May I say that the private sector is constantly showing the way with its ingenuity and inventiveness. For instance, a few weeks ago I gave an award to ICI for what they had done in this respect. They have developed a new way of producing ammonia which reduces nitrogen oxide emissions by 87 per cent, sulphur dioxide by 95 per cent and carbon dioxide by 60 per cent—and it uses less resources. The net result is significantly lower production costs and very substantial environmental benefits. Indeed, if that particular process of producing ammonia were to be adopted worldwide, the saving in terms of pollution would be equivalent to taking five million cars off the road! It shows what can be done by people struggling to remain competitive and by doing all the necessary research for that and having an excellent by-product in environmental benefits. [end p7]
This is where the work of this Centre which we are opening today comes in—with its advanced computing facilities and the superb skills of its scientists, it will help us look into the future and to predict more precisely the changes in our climate. This is the Centre which, in November 1989, I promised the United Nations would be set up in the United Kingdom and as you said, Mr.
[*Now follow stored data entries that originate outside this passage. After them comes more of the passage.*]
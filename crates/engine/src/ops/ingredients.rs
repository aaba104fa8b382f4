use rust_decimal::Decimal;
use sea_orm::{
    ActiveValue, PaginatorTrait, QueryFilter, QueryOrder, TransactionTrait, prelude::*,
};
use uuid::Uuid;

use crate::{
    EngineError, Ingredient, ResultEngine, Unit, ingredients, recipe_items,
    util::{decimal_text, ensure_non_negative, ensure_places},
};

use super::{Engine, normalize_required_name, with_tx};

/// Ingredient cost is kept to 4 decimals.
const COST_PLACES: u32 = 4;

fn validate_cost(cost_per_unit: Decimal) -> ResultEngine<()> {
    ensure_non_negative(cost_per_unit, "ingredient cost")?;
    ensure_places(cost_per_unit, COST_PLACES, "ingredient cost")
}

impl Engine {
    /// Add an ingredient with its base unit and cost per base unit.
    pub async fn new_ingredient(
        &self,
        name: &str,
        base_unit: Unit,
        cost_per_unit: Decimal,
    ) -> ResultEngine<Uuid> {
        let (name, name_norm) = normalize_required_name(name, "ingredient")?;
        validate_cost(cost_per_unit)?;
        with_tx!(self, |db_tx| {
            let exists = ingredients::Entity::find()
                .filter(ingredients::Column::NameNorm.eq(name_norm.clone()))
                .one(&db_tx)
                .await?
                .is_some();
            if exists {
                return Err(EngineError::ExistingKey(name));
            }

            let ingredient = Ingredient::new(name, base_unit, cost_per_unit);
            let mut model: ingredients::ActiveModel = (&ingredient).into();
            model.name_norm = ActiveValue::Set(name_norm);
            model.insert(&db_tx).await?;
            Ok(ingredient.id)
        })
    }

    pub async fn ingredient(&self, ingredient_id: Uuid) -> ResultEngine<Ingredient> {
        ingredients::Entity::find_by_id(ingredient_id)
            .one(&self.database)
            .await?
            .ok_or_else(|| EngineError::KeyNotFound(format!("ingredient {ingredient_id}")))?
            .try_into()
    }

    /// All ingredients ordered by name.
    pub async fn list_ingredients(&self) -> ResultEngine<Vec<Ingredient>> {
        ingredients::Entity::find()
            .order_by_asc(ingredients::Column::NameNorm)
            .all(&self.database)
            .await?
            .into_iter()
            .map(Ingredient::try_from)
            .collect()
    }

    /// Change the cost per base unit. Every report reads it on the next load.
    pub async fn update_ingredient_cost(
        &self,
        ingredient_id: Uuid,
        cost_per_unit: Decimal,
    ) -> ResultEngine<()> {
        validate_cost(cost_per_unit)?;
        with_tx!(self, |db_tx| {
            let model = ingredients::Entity::find_by_id(ingredient_id)
                .one(&db_tx)
                .await?
                .ok_or_else(|| EngineError::KeyNotFound(format!("ingredient {ingredient_id}")))?;

            let mut active: ingredients::ActiveModel = model.into();
            active.cost_per_unit = ActiveValue::Set(decimal_text(cost_per_unit));
            active.update(&db_tx).await?;
            Ok(())
        })
    }

    /// Delete an ingredient. Rejected while a recipe line uses it.
    pub async fn delete_ingredient(&self, ingredient_id: Uuid) -> ResultEngine<()> {
        with_tx!(self, |db_tx| {
            let model = ingredients::Entity::find_by_id(ingredient_id)
                .one(&db_tx)
                .await?
                .ok_or_else(|| EngineError::KeyNotFound(format!("ingredient {ingredient_id}")))?;

            let used_by = recipe_items::Entity::find()
                .filter(recipe_items::Column::IngredientId.eq(ingredient_id))
                .count(&db_tx)
                .await?;
            if used_by > 0 {
                return Err(EngineError::Referenced(model.name));
            }

            ingredients::Entity::delete_by_id(ingredient_id)
                .exec(&db_tx)
                .await?;
            Ok(())
        })
    }
}
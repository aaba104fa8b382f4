pub use sea_orm_migration::prelude::*;

mod m20251101_000000_init;

pub struct Migrator;

#[async_trait::async_trait]
impl MigratorTrait for Migrator {
    fn migrations() -> Vec<Box<dyn MigrationTrait>> {
        vec![Box::new(m20251101_000000_init::Migration)]
    }
}
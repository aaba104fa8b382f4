use uuid::Uuid;

use crate::{
    Costing, EventPricing, RecipeCostSheet, ResultEngine, ShoppingListRow, SubRecipeDepth,
    shopping,
};

use super::Engine;

impl Engine {
    /// Technical sheet of a recipe, computed on a fresh snapshot.
    pub async fn recipe_cost_sheet(&self, recipe_id: Uuid) -> ResultEngine<RecipeCostSheet> {
        let snapshot = self.load_recipe(recipe_id).await?;
        Costing::new(&self.conversions, &snapshot.catalog).cost_sheet(&snapshot.root)
    }

    /// Priced quote of an event, computed on a fresh snapshot.
    pub async fn event_pricing(&self, event_id: Uuid) -> ResultEngine<EventPricing> {
        let snapshot = self.load_event(event_id).await?;
        Costing::new(&self.conversions, &snapshot.catalog).event_pricing(&snapshot.root)
    }

    /// Shopping list of an event using the configured sub-recipe depth.
    pub async fn shopping_list(&self, event_id: Uuid) -> ResultEngine<Vec<ShoppingListRow>> {
        self.shopping_list_with_depth(event_id, self.sub_recipe_depth)
            .await
    }

    pub async fn shopping_list_with_depth(
        &self,
        event_id: Uuid,
        depth: SubRecipeDepth,
    ) -> ResultEngine<Vec<ShoppingListRow>> {
        let snapshot = self.load_event(event_id).await?;
        shopping::shopping_list(&snapshot.catalog, &snapshot.root, depth)
    }
}
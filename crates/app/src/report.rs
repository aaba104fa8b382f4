//! Plain-text rendering of the engine reports.
//!
//! Values that cannot be computed (no portion weight, no guests) print as
//! `n/a`, never as zero.

use std::{fmt::Display, path::Path};

use engine::{EventPricing, RecipeCostSheet, ShoppingListRow};

fn or_na<T: Display>(value: Option<T>) -> String {
    value.map_or_else(|| "n/a".to_string(), |value| value.to_string())
}

pub fn print_cost_sheet(sheet: &RecipeCostSheet) {
    println!("{}", sheet.title);
    println!(
        "yield {} {} | portion {} | portions {}",
        sheet.yield_total.normalize(),
        sheet.yield_unit,
        or_na(sheet.portion_weight.map(|weight| weight.normalize())),
        or_na(sheet.portion_count),
    );
    println!();
    for line in &sheet.lines {
        let marker = if line.fallback { " *" } else { "" };
        println!(
            "  {:<30} {:>10} {:<4} {:>10}{marker}",
            line.ingredient,
            or_na(line.net_quantity.map(|quantity| quantity.normalize())),
            line.unit.code(),
            line.cost,
        );
    }
    for component in &sheet.components {
        println!(
            "  {:<30} {:>10} {:<4} {:>10}",
            format!("[{}]", component.sub_recipe),
            component.quantity.normalize(),
            component.unit.code(),
            component.cost,
        );
    }
    println!();
    println!("  total cost        {:>10}", sheet.total_cost);
    println!("  cost per portion  {:>10}", or_na(sheet.cost_per_portion));
    for warning in &sheet.warnings {
        println!("  * {warning}");
    }
}

pub fn print_event_pricing(pricing: &EventPricing) {
    println!("{} ({} guests)", pricing.name, pricing.headcount);
    println!();
    for item in &pricing.menu {
        println!(
            "  {:<30} {:>6} pp x {:>8} {:>10}",
            item.recipe,
            item.portions_per_person.normalize(),
            or_na(item.cost_per_portion),
            item.cost,
        );
    }
    for staff in &pricing.staff {
        println!(
            "  {:<30} {:>3} x {:>5}h x {:>8} {:>10}",
            staff.role,
            staff.headcount,
            staff.hours.normalize(),
            staff.hourly_rate,
            staff.cost,
        );
    }
    println!();
    println!("  recipes           {:>10}", pricing.recipes_cost);
    println!("  staff             {:>10}", pricing.staff_cost);
    println!("  indirect          {:>10}", pricing.indirect_cost);
    println!("  total cost        {:>10}", pricing.total_cost);
    println!(
        "  sale price ({}%) {:>10}",
        pricing.profit_margin_percent.normalize(),
        pricing.sale_price
    );
    println!("  estimated profit  {:>10}", pricing.estimated_profit);
    let per_person = pricing.headcount > 0;
    println!(
        "  cost per person   {:>10}",
        or_na(per_person.then_some(pricing.cost_per_person))
    );
    println!(
        "  price per person  {:>10}",
        or_na(per_person.then_some(pricing.sale_price_per_person))
    );
}

pub fn print_shopping_list(rows: &[ShoppingListRow]) {
    for row in rows {
        println!(
            "  {:<30} {:>12} {:<4} {:>10}",
            row.ingredient,
            row.quantity.normalize(),
            row.unit.code(),
            row.total_cost,
        );
    }
}

pub fn write_shopping_list_csv(
    path: &Path,
    rows: &[ShoppingListRow],
) -> Result<(), Box<dyn std::error::Error + Send + Sync>> {
    let mut writer = csv::Writer::from_path(path)?;
    for row in rows {
        writer.serialize(row)?;
    }
    writer.flush()?;
    Ok(())
}
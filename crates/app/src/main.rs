use std::path::PathBuf;

use clap::{Args, Parser, Subcommand, ValueEnum};
use engine::{Engine, SubRecipeDepth};
use migration::{Migrator, MigratorTrait};
use settings::Database;
use uuid::Uuid;

mod report;
mod settings;

#[derive(Parser, Debug)]
#[command(name = "cozinha")]
#[command(about = "Technical sheets, event quotes and shopping lists")]
struct Cli {
    /// Settings file, without extension (TOML).
    #[arg(long, default_value = settings::DEFAULT_CONFIG_PATH)]
    config: String,

    #[command(subcommand)]
    command: Command,
}

#[derive(Subcommand, Debug)]
enum Command {
    /// Print the technical sheet of a recipe.
    Recipe(ReportArgs),
    /// Print the priced quote of an event.
    Event(ReportArgs),
    /// Print the consolidated shopping list of an event.
    ShoppingList(ShoppingListArgs),
    /// List stored entities with their ids.
    List {
        #[arg(value_enum)]
        kind: ListKind,
    },
}

#[derive(Args, Debug)]
struct ReportArgs {
    id: Uuid,
    /// Print the report as JSON.
    #[arg(long)]
    json: bool,
}

#[derive(Args, Debug)]
struct ShoppingListArgs {
    #[command(flatten)]
    report: ReportArgs,
    /// Also write the rows to a CSV file.
    #[arg(long)]
    csv: Option<PathBuf>,
    /// Override the configured sub-recipe depth.
    #[arg(long, value_enum)]
    depth: Option<Depth>,
}

#[derive(Clone, Copy, Debug, ValueEnum)]
enum Depth {
    Direct,
    Full,
}

impl From<Depth> for SubRecipeDepth {
    fn from(value: Depth) -> Self {
        match value {
            Depth::Direct => SubRecipeDepth::Direct,
            Depth::Full => SubRecipeDepth::Full,
        }
    }
}

#[derive(Clone, Copy, Debug, ValueEnum)]
enum ListKind {
    Categories,
    Ingredients,
    Recipes,
    StaffRoles,
    Events,
}

#[tokio::main]
async fn main() -> Result<(), Box<dyn std::error::Error + Send + Sync>> {
    let cli = Cli::parse();
    let settings = settings::Settings::new(&cli.config)?;

    tracing_subscriber::fmt()
        .with_env_filter(format!(
            "cozinha={level},engine={level}",
            level = settings.app.level
        ))
        .init();

    let conversions = settings.costing.conversion_table()?;
    let db = parse_database(&settings.database).await?;
    let engine = Engine::builder()
        .database(db)
        .conversions(conversions)
        .sub_recipe_depth(settings.costing.sub_recipe_depth)
        .build()
        .await?;

    if let Err(err) = run(&engine, cli.command).await {
        tracing::error!("{err}");
        return Err(err);
    }
    Ok(())
}

async fn run(
    engine: &Engine,
    command: Command,
) -> Result<(), Box<dyn std::error::Error + Send + Sync>> {
    match command {
        Command::Recipe(args) => {
            let sheet = engine.recipe_cost_sheet(args.id).await?;
            if args.json {
                println!("{}", serde_json::to_string_pretty(&sheet)?);
            } else {
                report::print_cost_sheet(&sheet);
            }
        }
        Command::Event(args) => {
            let pricing = engine.event_pricing(args.id).await?;
            if args.json {
                println!("{}", serde_json::to_string_pretty(&pricing)?);
            } else {
                report::print_event_pricing(&pricing);
            }
        }
        Command::ShoppingList(args) => {
            let depth = args
                .depth
                .map_or(engine.sub_recipe_depth(), SubRecipeDepth::from);
            let rows = engine
                .shopping_list_with_depth(args.report.id, depth)
                .await?;
            if let Some(path) = &args.csv {
                report::write_shopping_list_csv(path, &rows)?;
                tracing::info!("shopping list written to {}", path.display());
            }
            if args.report.json {
                println!("{}", serde_json::to_string_pretty(&rows)?);
            } else {
                report::print_shopping_list(&rows);
            }
        }
        Command::List { kind } => list(engine, kind).await?,
    }
    Ok(())
}

async fn list(
    engine: &Engine,
    kind: ListKind,
) -> Result<(), Box<dyn std::error::Error + Send + Sync>> {
    match kind {
        ListKind::Categories => {
            for category in engine.list_categories().await? {
                println!("{}  {}", category.id, category.name);
            }
        }
        ListKind::Ingredients => {
            for ingredient in engine.list_ingredients().await? {
                println!(
                    "{}  {} ({}/{})",
                    ingredient.id,
                    ingredient.name,
                    ingredient.cost_per_unit.normalize(),
                    ingredient.base_unit
                );
            }
        }
        ListKind::Recipes => {
            for recipe in engine.list_recipes().await? {
                println!(
                    "{}  {} ({} {})",
                    recipe.id,
                    recipe.title,
                    recipe.yield_total.normalize(),
                    recipe.yield_unit
                );
            }
        }
        ListKind::StaffRoles => {
            for role in engine.list_staff_roles().await? {
                println!("{}  {} ({}/h)", role.id, role.name, role.default_hourly_rate);
            }
        }
        ListKind::Events => {
            for event in engine.list_events().await? {
                println!(
                    "{}  {} {} ({} guests)",
                    event.id, event.date, event.name, event.headcount
                );
            }
        }
    }
    Ok(())
}

async fn parse_database(
    config: &settings::Database,
) -> Result<sea_orm::DatabaseConnection, Box<dyn std::error::Error + Send + Sync>> {
    let url = match config {
        Database::Memory => String::from("sqlite::memory:"),
        Database::Sqlite(path) => format!("sqlite:{}?mode=rwc", path),
    };

    let database = sea_orm::Database::connect(url).await?;
    Migrator::up(&database, None).await?;
    Ok(database)
}
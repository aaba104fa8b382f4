//! Handles settings for the application. Configuration is written in
//! `settings.toml` and can be overridden with `COZINHA__*` environment
//! variables (e.g. `COZINHA__APP__LEVEL=debug`).
use std::str::FromStr;

use config::{Config, ConfigError, Environment, File};
use engine::{ConversionTable, SubRecipeDepth, Unit};
use rust_decimal::Decimal;
use serde::Deserialize;

pub const DEFAULT_CONFIG_PATH: &str = "settings";

#[derive(Debug, Deserialize)]
pub struct App {
    #[serde(default = "default_level")]
    pub level: String,
}

impl Default for App {
    fn default() -> Self {
        Self {
            level: default_level(),
        }
    }
}

fn default_level() -> String {
    "info".to_string()
}

#[derive(Debug, Deserialize)]
#[serde(rename_all = "lowercase")]
pub enum Database {
    Memory,
    Sqlite(String),
}

impl Default for Database {
    fn default() -> Self {
        Database::Sqlite("cozinha.db".to_string())
    }
}

/// Extra direct factor, e.g. `{ from = "xic", to = "g", factor = "120" }`.
#[derive(Debug, Deserialize)]
pub struct Conversion {
    pub from: String,
    pub to: String,
    pub factor: String,
}

/// Kilograms per piece of a named ingredient.
#[derive(Debug, Deserialize)]
pub struct PieceWeight {
    pub ingredient: String,
    pub kg: String,
}

#[derive(Debug, Default, Deserialize)]
pub struct Costing {
    #[serde(default)]
    pub sub_recipe_depth: SubRecipeDepth,
    #[serde(default)]
    pub conversions: Vec<Conversion>,
    #[serde(default)]
    pub piece_weights: Vec<PieceWeight>,
}

impl Costing {
    /// The standard table with the configured factors and piece weights
    /// merged over it.
    pub fn conversion_table(
        &self,
    ) -> Result<ConversionTable, Box<dyn std::error::Error + Send + Sync>> {
        let mut table = ConversionTable::standard();
        for conversion in &self.conversions {
            table = table.with_factor(
                Unit::from_str(&conversion.from)?,
                Unit::from_str(&conversion.to)?,
                Decimal::from_str(conversion.factor.trim())?,
            )?;
        }
        for weight in &self.piece_weights {
            let kilograms = Decimal::from_str(weight.kg.trim())?;
            table = table.with_piece_weight(&weight.ingredient, kilograms)?;
        }
        Ok(table)
    }
}

#[derive(Debug, Default, Deserialize)]
pub struct Settings {
    #[serde(default)]
    pub app: App,
    #[serde(default)]
    pub database: Database,
    #[serde(default)]
    pub costing: Costing,
}

impl Settings {
    pub fn new(path: &str) -> Result<Self, ConfigError> {
        let settings = Config::builder()
            .add_source(File::with_name(path).required(false))
            .add_source(Environment::with_prefix("COZINHA").separator("__"))
            .build()?;

        settings.try_deserialize()
    }
}

#[cfg(test)]
mod tests {
    use config::FileFormat;

    use super::*;

    fn parse(toml: &str) -> Settings {
        Config::builder()
            .add_source(File::from_str(toml, FileFormat::Toml))
            .build()
            .unwrap()
            .try_deserialize()
            .unwrap()
    }

    #[test]
    fn defaults_without_file() {
        let settings = parse("");
        assert_eq!(settings.app.level, "info");
        assert!(matches!(settings.database, Database::Sqlite(ref path) if path == "cozinha.db"));
        assert_eq!(settings.costing.sub_recipe_depth, SubRecipeDepth::Full);
    }

    #[test]
    fn costing_section_extends_the_standard_table() {
        let settings = parse(
            r#"
            database = "memory"

            [app]
            level = "debug"

            [costing]
            sub_recipe_depth = "direct"

            [[costing.conversions]]
            from = "xic"
            to = "g"
            factor = "120"

            [[costing.piece_weights]]
            ingredient = "Tomate"
            kg = "0.12"
            "#,
        );
        assert!(matches!(settings.database, Database::Memory));
        assert_eq!(settings.costing.sub_recipe_depth, SubRecipeDepth::Direct);

        let table = settings.costing.conversion_table().unwrap();
        assert_eq!(table.factor(Unit::Cup, Unit::Gram), Some(Decimal::new(120, 0)));
        assert_eq!(
            table.factor(Unit::Kilogram, Unit::Gram),
            Some(Decimal::new(1000, 0))
        );
        assert_eq!(table.piece_weight("tomate"), Some(Decimal::new(12, 2)));
    }

    #[test]
    fn bad_unit_code_is_rejected() {
        let settings = parse(
            r#"
            [[costing.conversions]]
            from = "bushel"
            to = "kg"
            factor = "27"
            "#,
        );
        assert!(settings.costing.conversion_table().is_err());
    }
}
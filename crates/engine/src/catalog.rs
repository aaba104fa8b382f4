//! In-memory snapshot of the entity graph handed to the costing engine.
//!
//! The persistence layer resolves every reference up front and fills a
//! [`Catalog`] keyed by id; costing never queries storage on its own.

use std::collections::HashMap;

use uuid::Uuid;

use crate::{EngineError, Ingredient, Recipe, ResultEngine, StaffRole};

/// Arena of ingredients, recipes and staff roles keyed by id.
#[derive(Clone, Debug, Default)]
pub struct Catalog {
    pub ingredients: HashMap<Uuid, Ingredient>,
    pub recipes: HashMap<Uuid, Recipe>,
    pub staff_roles: HashMap<Uuid, StaffRole>,
}

impl Catalog {
    pub fn new() -> Self {
        Self::default()
    }

    pub fn insert_ingredient(&mut self, ingredient: Ingredient) -> Uuid {
        let id = ingredient.id;
        self.ingredients.insert(id, ingredient);
        id
    }

    pub fn insert_recipe(&mut self, recipe: Recipe) -> Uuid {
        let id = recipe.id;
        self.recipes.insert(id, recipe);
        id
    }

    pub fn insert_staff_role(&mut self, role: StaffRole) -> Uuid {
        let id = role.id;
        self.staff_roles.insert(id, role);
        id
    }

    pub fn ingredient(&self, id: Uuid) -> ResultEngine<&Ingredient> {
        self.ingredients
            .get(&id)
            .ok_or_else(|| EngineError::KeyNotFound(format!("ingredient {id}")))
    }

    pub fn recipe(&self, id: Uuid) -> ResultEngine<&Recipe> {
        self.recipes
            .get(&id)
            .ok_or_else(|| EngineError::KeyNotFound(format!("recipe {id}")))
    }

    pub fn staff_role(&self, id: Uuid) -> ResultEngine<&StaffRole> {
        self.staff_roles
            .get(&id)
            .ok_or_else(|| EngineError::KeyNotFound(format!("staff role {id}")))
    }
}

/// A loaded root entity together with everything it references.
#[derive(Clone, Debug)]
pub struct Snapshot<T> {
    pub root: T,
    pub catalog: Catalog,
}
use sea_orm::{
    ActiveValue, PaginatorTrait, QueryFilter, QueryOrder, TransactionTrait, prelude::*,
};
use uuid::Uuid;

use crate::{
    EngineError, Money, ResultEngine, StaffRole, staff_participations, staff_roles,
    staff_roles::DEFAULT_HOURLY_RATE,
};

use super::{Engine, normalize_required_name, with_tx};

impl Engine {
    /// Add a staff role. Without a rate the role is paid the default 20.00/h.
    pub async fn new_staff_role(
        &self,
        name: &str,
        default_hourly_rate: Option<Money>,
    ) -> ResultEngine<Uuid> {
        let (name, name_norm) = normalize_required_name(name, "staff role")?;
        let rate = default_hourly_rate.unwrap_or(Money::new(DEFAULT_HOURLY_RATE));
        if rate.is_negative() {
            return Err(EngineError::InvalidAmount(
                "hourly rate must be >= 0".to_string(),
            ));
        }
        with_tx!(self, |db_tx| {
            let exists = staff_roles::Entity::find()
                .filter(staff_roles::Column::NameNorm.eq(name_norm.clone()))
                .one(&db_tx)
                .await?
                .is_some();
            if exists {
                return Err(EngineError::ExistingKey(name));
            }

            let role = StaffRole::new(name, rate);
            let mut model: staff_roles::ActiveModel = (&role).into();
            model.name_norm = ActiveValue::Set(name_norm);
            model.insert(&db_tx).await?;
            Ok(role.id)
        })
    }

    pub async fn staff_role(&self, role_id: Uuid) -> ResultEngine<StaffRole> {
        staff_roles::Entity::find_by_id(role_id)
            .one(&self.database)
            .await?
            .ok_or_else(|| EngineError::KeyNotFound(format!("staff role {role_id}")))?
            .try_into()
    }

    /// All staff roles ordered by name.
    pub async fn list_staff_roles(&self) -> ResultEngine<Vec<StaffRole>> {
        staff_roles::Entity::find()
            .order_by_asc(staff_roles::Column::NameNorm)
            .all(&self.database)
            .await?
            .into_iter()
            .map(StaffRole::try_from)
            .collect()
    }

    /// Delete a staff role. Rejected while an event still hires it.
    pub async fn delete_staff_role(&self, role_id: Uuid) -> ResultEngine<()> {
        with_tx!(self, |db_tx| {
            let model = staff_roles::Entity::find_by_id(role_id)
                .one(&db_tx)
                .await?
                .ok_or_else(|| EngineError::KeyNotFound(format!("staff role {role_id}")))?;

            let used_by = staff_participations::Entity::find()
                .filter(staff_participations::Column::RoleId.eq(role_id))
                .count(&db_tx)
                .await?;
            if used_by > 0 {
                return Err(EngineError::Referenced(model.name));
            }

            staff_roles::Entity::delete_by_id(role_id)
                .exec(&db_tx)
                .await?;
            Ok(())
        })
    }
}
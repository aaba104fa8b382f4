//! The module contains the `Ingredient` struct and its table.

use rust_decimal::Decimal;
use sea_orm::entity::{ActiveValue, prelude::*};
use serde::Serialize;
use uuid::Uuid;

use crate::{
    EngineError, Unit,
    util::{decimal_text, parse_decimal, parse_unit},
};

/// An ingredient.
///
/// The ingredient is the cost basis of every derived value: a recipe line
/// converts its quantity into `base_unit` and multiplies by `cost_per_unit`.
#[derive(Clone, Debug, PartialEq, Serialize)]
pub struct Ingredient {
    /// Stable identifier for this ingredient.
    pub id: Uuid,
    /// Unique (under name normalization) display name.
    pub name: String,
    pub base_unit: Unit,
    /// Cost of one `base_unit`, up to 4 decimals.
    pub cost_per_unit: Decimal,
    pub photo: Option<String>,
}

impl Ingredient {
    pub fn new(name: impl Into<String>, base_unit: Unit, cost_per_unit: Decimal) -> Self {
        Self {
            id: Uuid::new_v4(),
            name: name.into(),
            base_unit,
            cost_per_unit,
            photo: None,
        }
    }
}

#[derive(Clone, Debug, PartialEq, DeriveEntityModel)]
#[sea_orm(table_name = "ingredients")]
pub struct Model {
    #[sea_orm(primary_key, auto_increment = false)]
    pub id: Uuid,
    pub name: String,
    pub name_norm: String,
    pub base_unit: String,
    pub cost_per_unit: String,
    pub photo: Option<String>,
}

#[derive(Copy, Clone, Debug, EnumIter, DeriveRelation)]
pub enum Relation {
    #[sea_orm(has_many = "super::recipe_items::Entity")]
    RecipeItems,
}

impl Related<super::recipe_items::Entity> for Entity {
    fn to() -> RelationDef {
        Relation::RecipeItems.def()
    }
}

impl ActiveModelBehavior for ActiveModel {}

impl TryFrom<Model> for Ingredient {
    type Error = EngineError;

    fn try_from(value: Model) -> Result<Self, Self::Error> {
        Ok(Self {
            id: value.id,
            base_unit: parse_unit(&value.base_unit)?,
            cost_per_unit: parse_decimal(&value.cost_per_unit, "ingredient cost")?,
            name: value.name,
            photo: value.photo,
        })
    }
}

impl From<&Ingredient> for ActiveModel {
    fn from(value: &Ingredient) -> Self {
        Self {
            id: ActiveValue::Set(value.id),
            name: ActiveValue::Set(value.name.clone()),
            name_norm: ActiveValue::NotSet,
            base_unit: ActiveValue::Set(value.base_unit.code().to_string()),
            cost_per_unit: ActiveValue::Set(decimal_text(value.cost_per_unit)),
            photo: ActiveValue::Set(value.photo.clone()),
        }
    }
}
//! Recipe cost engine.
//!
//! Ingredient cost → line cost → recipe cost → cost per portion, recursing
//! through sub-recipes. Everything here is a pure function of a [`Catalog`]
//! snapshot and a [`ConversionTable`]; nothing is cached, so computing the
//! same value twice on the same snapshot gives the same result.
//!
//! Unit mismatches are absorbed, never surfaced:
//! - a line item whose unit has no direct factor to the ingredient's base
//!   unit is costed as if already in the base unit (a warning is logged and
//!   the line is flagged in the [`RecipeCostSheet`]);
//! - a component whose unit has no direct factor to the sub-recipe's yield
//!   unit contributes 0.00.

use rust_decimal::Decimal;
use serde::Serialize;
use uuid::Uuid;

use crate::{
    Catalog, ConversionTable, EngineError, Ingredient, Money, Recipe, RecipeComponent, RecipeItem,
    ResultEngine, Unit,
};

/// Costing context: a conversion table and the snapshot to read from.
#[derive(Clone, Copy, Debug)]
pub struct Costing<'a> {
    pub(crate) conversions: &'a ConversionTable,
    pub(crate) catalog: &'a Catalog,
}

/// Cost of one recipe line.
#[derive(Clone, Copy, Debug, PartialEq, Eq, Serialize)]
pub struct LineCost {
    pub cost: Money,
    /// The unit had no direct conversion and the quantity was taken 1:1.
    pub fallback: bool,
}

impl LineCost {
    const NOT_COSTED: LineCost = LineCost {
        cost: Money::ZERO,
        fallback: false,
    };
}

#[derive(Clone, Debug, PartialEq, Serialize)]
pub struct LineCostEntry {
    pub item_id: Uuid,
    pub ingredient: String,
    pub unit: Unit,
    pub base_unit: Unit,
    pub net_quantity: Option<Decimal>,
    pub household_measure: String,
    pub cost: Money,
    pub fallback: bool,
}

#[derive(Clone, Debug, PartialEq, Serialize)]
pub struct ComponentCostEntry {
    pub component_id: Uuid,
    pub sub_recipe_id: Uuid,
    pub sub_recipe: String,
    pub quantity: Decimal,
    pub unit: Unit,
    pub cost: Money,
}

/// The technical sheet of a recipe with every derived value.
#[derive(Clone, Debug, PartialEq, Serialize)]
pub struct RecipeCostSheet {
    pub recipe_id: Uuid,
    pub title: String,
    pub yield_total: Decimal,
    pub yield_unit: Unit,
    pub portion_weight: Option<Decimal>,
    pub lines: Vec<LineCostEntry>,
    pub components: Vec<ComponentCostEntry>,
    pub total_cost: Money,
    pub portion_count: Option<Decimal>,
    pub cost_per_portion: Option<Money>,
    pub warnings: Vec<String>,
}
Chairman, its task is not to predict the weather for a few weeks ahead, but to predict it for a century ahead.
Previously, we could get some idea of future climates by observing and analysing the patterns of the past but the changes we can expect in the future will be so much greater than anything we have hitherto experienced, that these methods will not be adequate and we shall need to rely much more on computer models which take in the full complexity of the climate system. It will be on the basis of this work that we shall be able to establish a realistic international programme of action and an equally realistic time-table.
Discharges of carbon dioxide and CFCs, if unabated, will go on accumulating in the atmosphere and could not easily be reversed. Even the most urgent measures now cannot fully repair the damage of the past but action now will prevent the problem from becoming acute and give us time to improve our predictions and enlarge our understanding. The Panel's Report will present us with a very full agenda for the next fifteen years up to 2005 and we should start on that without delay. [end p8]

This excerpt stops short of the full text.